### Exercise prompt
Working from the entries below, give again each line from the first through the one containing "use std::collections::BTreeSet;", exactly and with nothing else.

### Exercise materials

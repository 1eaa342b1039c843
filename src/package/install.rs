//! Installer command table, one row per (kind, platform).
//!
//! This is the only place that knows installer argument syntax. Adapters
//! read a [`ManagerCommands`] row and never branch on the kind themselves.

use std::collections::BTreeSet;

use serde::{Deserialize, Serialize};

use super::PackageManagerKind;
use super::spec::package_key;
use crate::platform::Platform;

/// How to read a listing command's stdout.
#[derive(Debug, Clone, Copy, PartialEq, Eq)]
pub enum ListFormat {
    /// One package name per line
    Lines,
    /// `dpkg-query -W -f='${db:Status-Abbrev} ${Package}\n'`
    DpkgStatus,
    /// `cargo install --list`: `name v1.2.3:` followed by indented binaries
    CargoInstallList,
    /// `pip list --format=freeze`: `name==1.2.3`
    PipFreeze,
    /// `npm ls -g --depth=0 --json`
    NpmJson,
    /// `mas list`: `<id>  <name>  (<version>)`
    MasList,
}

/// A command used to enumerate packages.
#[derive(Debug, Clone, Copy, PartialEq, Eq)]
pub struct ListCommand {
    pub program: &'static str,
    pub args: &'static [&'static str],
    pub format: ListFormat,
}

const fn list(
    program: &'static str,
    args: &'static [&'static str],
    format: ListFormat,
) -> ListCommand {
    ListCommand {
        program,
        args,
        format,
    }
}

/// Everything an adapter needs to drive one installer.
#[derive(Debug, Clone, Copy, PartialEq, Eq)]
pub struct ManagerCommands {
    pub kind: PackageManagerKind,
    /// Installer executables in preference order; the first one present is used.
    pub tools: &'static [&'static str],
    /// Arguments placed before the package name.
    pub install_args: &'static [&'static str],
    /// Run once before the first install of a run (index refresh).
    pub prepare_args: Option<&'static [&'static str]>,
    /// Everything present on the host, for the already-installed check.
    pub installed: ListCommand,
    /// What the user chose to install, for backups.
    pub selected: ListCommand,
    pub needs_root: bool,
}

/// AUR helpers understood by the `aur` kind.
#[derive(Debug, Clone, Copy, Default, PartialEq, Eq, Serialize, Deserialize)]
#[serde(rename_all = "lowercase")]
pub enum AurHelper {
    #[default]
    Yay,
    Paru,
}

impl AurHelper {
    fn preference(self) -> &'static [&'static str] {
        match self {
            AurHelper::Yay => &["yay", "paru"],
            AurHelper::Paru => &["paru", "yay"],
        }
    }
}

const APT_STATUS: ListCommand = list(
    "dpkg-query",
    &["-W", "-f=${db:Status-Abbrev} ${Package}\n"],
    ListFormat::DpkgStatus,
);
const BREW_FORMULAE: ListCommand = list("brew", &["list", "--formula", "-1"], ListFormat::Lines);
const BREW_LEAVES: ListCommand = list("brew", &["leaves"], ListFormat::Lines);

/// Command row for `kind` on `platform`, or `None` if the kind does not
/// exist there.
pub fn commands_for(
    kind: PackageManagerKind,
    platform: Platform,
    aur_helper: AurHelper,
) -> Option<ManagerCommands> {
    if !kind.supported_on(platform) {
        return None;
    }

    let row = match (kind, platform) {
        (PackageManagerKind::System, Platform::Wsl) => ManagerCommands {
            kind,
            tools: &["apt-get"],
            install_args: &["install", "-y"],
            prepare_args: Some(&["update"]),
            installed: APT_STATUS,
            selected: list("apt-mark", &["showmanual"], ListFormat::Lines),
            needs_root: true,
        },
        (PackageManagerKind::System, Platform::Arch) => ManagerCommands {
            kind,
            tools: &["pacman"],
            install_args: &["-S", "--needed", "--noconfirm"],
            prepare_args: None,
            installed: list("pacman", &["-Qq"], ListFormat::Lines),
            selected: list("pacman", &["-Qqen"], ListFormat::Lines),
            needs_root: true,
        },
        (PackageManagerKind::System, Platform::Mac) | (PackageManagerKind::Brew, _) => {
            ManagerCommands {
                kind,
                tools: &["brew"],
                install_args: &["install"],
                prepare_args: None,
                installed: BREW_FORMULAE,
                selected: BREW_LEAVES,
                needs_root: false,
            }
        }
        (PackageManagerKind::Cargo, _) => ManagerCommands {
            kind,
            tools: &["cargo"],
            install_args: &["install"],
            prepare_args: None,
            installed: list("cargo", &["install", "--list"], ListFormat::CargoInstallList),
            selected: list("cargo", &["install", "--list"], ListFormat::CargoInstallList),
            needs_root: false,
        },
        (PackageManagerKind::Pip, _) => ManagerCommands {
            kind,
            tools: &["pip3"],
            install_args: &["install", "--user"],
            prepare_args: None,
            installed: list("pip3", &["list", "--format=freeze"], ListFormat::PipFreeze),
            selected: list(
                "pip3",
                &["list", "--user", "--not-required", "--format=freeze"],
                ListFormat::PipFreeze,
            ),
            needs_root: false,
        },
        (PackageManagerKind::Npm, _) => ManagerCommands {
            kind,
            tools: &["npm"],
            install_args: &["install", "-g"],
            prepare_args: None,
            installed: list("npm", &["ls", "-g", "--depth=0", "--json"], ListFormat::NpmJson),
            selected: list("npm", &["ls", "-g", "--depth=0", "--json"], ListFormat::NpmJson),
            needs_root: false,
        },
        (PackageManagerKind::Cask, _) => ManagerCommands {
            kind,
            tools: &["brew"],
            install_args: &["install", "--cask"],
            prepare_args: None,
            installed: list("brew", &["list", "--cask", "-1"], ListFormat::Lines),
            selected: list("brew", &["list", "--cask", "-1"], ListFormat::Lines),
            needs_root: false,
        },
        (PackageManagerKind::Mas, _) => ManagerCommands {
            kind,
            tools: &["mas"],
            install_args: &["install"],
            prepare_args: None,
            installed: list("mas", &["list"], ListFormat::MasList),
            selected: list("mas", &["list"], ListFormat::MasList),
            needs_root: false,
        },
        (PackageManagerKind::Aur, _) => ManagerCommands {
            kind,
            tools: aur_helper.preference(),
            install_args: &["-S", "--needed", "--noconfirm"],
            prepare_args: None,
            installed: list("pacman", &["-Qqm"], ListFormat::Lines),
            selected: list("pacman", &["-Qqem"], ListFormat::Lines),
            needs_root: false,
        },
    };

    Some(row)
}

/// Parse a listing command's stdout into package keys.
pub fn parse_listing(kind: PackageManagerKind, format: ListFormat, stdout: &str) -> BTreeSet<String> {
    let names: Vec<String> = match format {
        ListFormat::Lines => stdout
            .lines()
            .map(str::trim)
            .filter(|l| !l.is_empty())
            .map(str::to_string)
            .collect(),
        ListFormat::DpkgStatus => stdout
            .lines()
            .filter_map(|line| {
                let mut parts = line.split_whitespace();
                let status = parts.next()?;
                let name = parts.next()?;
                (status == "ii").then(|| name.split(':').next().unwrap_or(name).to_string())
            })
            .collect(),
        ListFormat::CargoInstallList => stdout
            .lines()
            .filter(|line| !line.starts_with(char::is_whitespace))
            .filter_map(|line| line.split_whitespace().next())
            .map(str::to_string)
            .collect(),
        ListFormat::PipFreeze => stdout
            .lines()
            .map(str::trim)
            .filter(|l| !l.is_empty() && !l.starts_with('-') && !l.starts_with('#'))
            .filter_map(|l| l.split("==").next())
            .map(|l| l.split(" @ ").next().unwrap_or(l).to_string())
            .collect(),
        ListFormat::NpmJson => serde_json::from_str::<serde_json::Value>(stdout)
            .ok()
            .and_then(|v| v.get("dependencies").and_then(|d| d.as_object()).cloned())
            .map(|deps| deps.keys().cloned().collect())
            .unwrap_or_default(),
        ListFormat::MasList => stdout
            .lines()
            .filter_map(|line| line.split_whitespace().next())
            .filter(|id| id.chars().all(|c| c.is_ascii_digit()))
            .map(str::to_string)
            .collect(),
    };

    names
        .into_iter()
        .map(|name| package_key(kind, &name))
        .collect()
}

### Response box
repository 1eaa342b1039c843
filename src/package/install.rs
//! Installer command table, one row per (kind, platform).
//!
//! This is the only place that knows installer argument syntax. Adapters
//! read a [`ManagerCommands`] row and never branch on the kind themselves.

use std::collections::BTreeSet;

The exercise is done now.